Autour de Dino Campana
A EMILIO CECCHI – FIRENZE

[17 décembre 1916]

Là entre Sorrente et Cumes où le Vésuve fume s’il fume je divague cher Cecchi, il me semble qu’une montagne une énorme montagne qui énorme spectrale macabre parce qu’elle n’existe pas se soit dressée à côté de moi et veuille exister – veuille exister veuille exister c’est atroce que ce qui n’existe pas veuille exister, ce cauchemar, veuille exister à n’importe quel prix menace de disparaître pour exister c’est atroce je donnerai mon sang pour dire qu’elle existe mais elle n’existe pas c’est un cauchemar.

            Cela fait trois mois que nous nous arrachons des mains les restes de notre amour.

            Je n’avais pas de raison de vivre autrefois c’est pourquoi j’ai cru aveuglément [.]

            Je n’avais pas de raison de vivre mais je ne pouvais pas avoir de raison de mourir mais comment mourir à l’instant ?

             Tout te sert ta force s’arrache ta personne veut se mettre ta douleur dans le lit ignominieux des druides, l’ultime noblesse inavouée secrète d’un malade que personne n’a le droit de te demander puis tout s’éloigne comme un cauchemar monstrueux.

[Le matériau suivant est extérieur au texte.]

// src/types/mod.rs
pub mod bounds;
pub mod crs;
pub mod site;

pub use bounds::*;
pub use crs::*;
pub use site::*;

// Re-export commonly used external types
pub use geo::{Coord, MultiPolygon, Polygon};
pub use spade::Point2;

pub type SpadePoint = Point2<f64>;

            Je suis un gredin impitoyable je hais le piétisme protestant qui capture qui pleure et coule qui nie parce que lui n’existe pas parce que lui n’existe pas [.] Ce n’est pas de l’amour et ça s’éloigne grand énorme comme une montagne. Un fois j’avais sauté j’étais retourné à la nature au rire cher Cecchi. À présent je n’ai plus de force. Devant ces cyprès je pense à un vieux motif liturgique étrusque que j’avais entendu une fois sur l’Arno et qui ne veut pas revenir.

            Adieu inutile de m’écrire

            Ton ami

Dino Campana, traduit par Irène Gayraud.